We'd gone over topics like trying to find logic in the windstorm-required particleboard on only some inner walls, where the foam insulation had missed a spot, how to get the special-purposes wiring subcontractor to respond to email and deadlines, and had even nailed down -- if not the actual colors -- the general colors of the third-level cabinets and shelving (gold), walls (some degree of washing said gold), ceiling and window trim (white white), and floor (medium golden brown).

Then, looking at the pile of beautiful white pine stacked on the floor and ready to be nailed on as walls, I again brought up the topic of... vertical or horizontal? Ray always wanted horizontal boards, I wanted vertical. I had talked him down months ago, even brought in an interior designer as an expert witness to counter Nick's horizontal vote.

I let them talk, and then told the tale of last night's middle-of-the-night, insomnia-induced pseudo-dream of anticipating and imagining our dawn meeting, watching myself climb to the third-level to see what new work had been done since my last visit, and hearing my voice echo down the stairwell in a long "Oh nooo!" When my mind's eye climbed up to join my imaginary phantom voice, I saw myself observing the walls -- all done and put up horizontally! To my surprise, I saw myself liking it, appreciating how it flowed, how it balanced. That surprising feeling pulled me back into full, alert wakefulness. What in the world. I felt an odd and pleasant feeling of possible agreement. Oh nooo.

The guys were obviously surprised at my turnabout, maybe a little nervous, but with just a few short comments of encouragement, rationales, and agreement, we all realized we'd had yet another of our famous about-faces in this journey of home building.

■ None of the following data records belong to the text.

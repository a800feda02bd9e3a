//! Checks request payloads and turns them into validated domain values.

use time::{
    Date, OffsetDateTime, UtcOffset, format_description::well_known::Rfc3339,
    macros::format_description,
};

use crate::{
    Error,
    category::{CategoryName, CategoryPayload},
    transaction::{AmountInput, NewTransaction, Transaction, TransactionPayload, TransactionType},
};

/// Amounts must be strictly less than this, so that totals over any realistic
/// number of transactions stay finite.
pub const MAX_AMOUNT: f64 = 1e12;

/// Validate the body of a create transaction request.
///
/// `amount` may be a JSON number or a numeric string and must be a finite,
/// positive number less than [MAX_AMOUNT]. `type` must be INCOME or EXPENSE, ignoring case.
/// `category` must not be blank. A blank `description` is dropped. `date` may
/// be an RFC 3339 date-time or a `YYYY-MM-DD` date and defaults to `now`.
///
/// # Errors
/// Returns an [Error::InvalidInput] describing the first field that is
/// missing or malformed.
pub fn validate_transaction_input(
    payload: TransactionPayload,
    now: OffsetDateTime,
) -> Result<NewTransaction, Error> {
    let amount = parse_amount(payload.amount)?;

    let kind: TransactionType = payload
        .kind
        .as_deref()
        .filter(|kind| !kind.trim().is_empty())
        .ok_or_else(|| Error::InvalidInput("type is required".to_owned()))?
        .parse()?;

    let category = payload
        .category
        .as_deref()
        .map(str::trim)
        .filter(|category| !category.is_empty())
        .ok_or_else(|| Error::InvalidInput("category is required".to_owned()))?;

    let description = payload
        .description
        .as_deref()
        .map(str::trim)
        .filter(|description| !description.is_empty())
        .map(str::to_owned);

    let date = match payload.date.as_deref().map(str::trim) {
        Some(date) if !date.is_empty() => parse_date(date)?,
        _ => now,
    };

    Ok(
        Transaction::build(amount, kind, category, date.to_offset(UtcOffset::UTC))
            .description(description),
    )
}

/// Validate the body of a create category request.
///
/// # Errors
/// Returns an [Error::InvalidInput] if the name is missing or blank.
pub fn validate_category_input(payload: CategoryPayload) -> Result<CategoryName, Error> {
    match payload.name {
        Some(name) => CategoryName::new(&name),
        None => Err(Error::InvalidInput("Category name cannot be empty".to_owned())),
    }
}

fn parse_amount(amount: Option<AmountInput>) -> Result<f64, Error> {
    let amount = match amount {
        None => return Err(Error::InvalidInput("amount is required".to_owned())),
        Some(AmountInput::Number(amount)) => amount,
        Some(AmountInput::Text(text)) => {
            let text = text.trim();

            if text.is_empty() {
                return Err(Error::InvalidInput("amount is required".to_owned()));
            }

            text.parse::<f64>()
                .map_err(|_| Error::InvalidInput("amount must be a number".to_owned()))?
        }
    };

    if !(amount.is_finite() && amount > 0.0) {
        return Err(Error::InvalidInput(
            "amount must be a positive number".to_owned(),
        ));
    }

    if amount >= MAX_AMOUNT {
        return Err(Error::InvalidInput(format!(
            "amount must be less than {MAX_AMOUNT}"
        )));
    }

    Ok(amount)
}

fn parse_date(text: &str) -> Result<OffsetDateTime, Error> {
    if let Ok(date_time) = OffsetDateTime::parse(text, &Rfc3339) {
        return Ok(date_time);
    }

    Date::parse(text, format_description!("[year]-[month]-[day]"))
        .map(|date| date.midnight().assume_utc())
        .map_err(|_| {
            Error::InvalidInput(format!(
                "date must be an RFC 3339 date-time or a YYYY-MM-DD date, got \"{text}\""
            ))
        })
}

I felt light, oddly giddy, strong, and more powerful than a rusted iron pipe held high overhead. It strengthened me, made me bold, and I heard myself saying, "Ok, here's a question totally from Mars, totally ridiculous, outrageous, totally undoable." I could tell by his smile that Nick was intrigued, and he gave me that direct eye-contact look I'm used to only seeing in one of his hombre-a-hombre conversations with Ray.

"Is it too late to add a window in a wall somewhere?"

"Where?"

"In that dark kitchen corner."

"It needs it, doesn't it? No, it's not too late."

Of course, that's not at all how it actually went, but it gives you the one-line summaries, though we talked on and on about how there was hardly any wall in the house not already hogged by a window, how this was the one dark spots In the house, how it was Nick's fault for not better protecting his reputation as Window King by putting a window there to begin with. In an moment, gone was one of only two places in the three-room third-level where we could actually display any art.

Yes, there are two paths you can go by, but in the long run, there's still time to change the road you're on.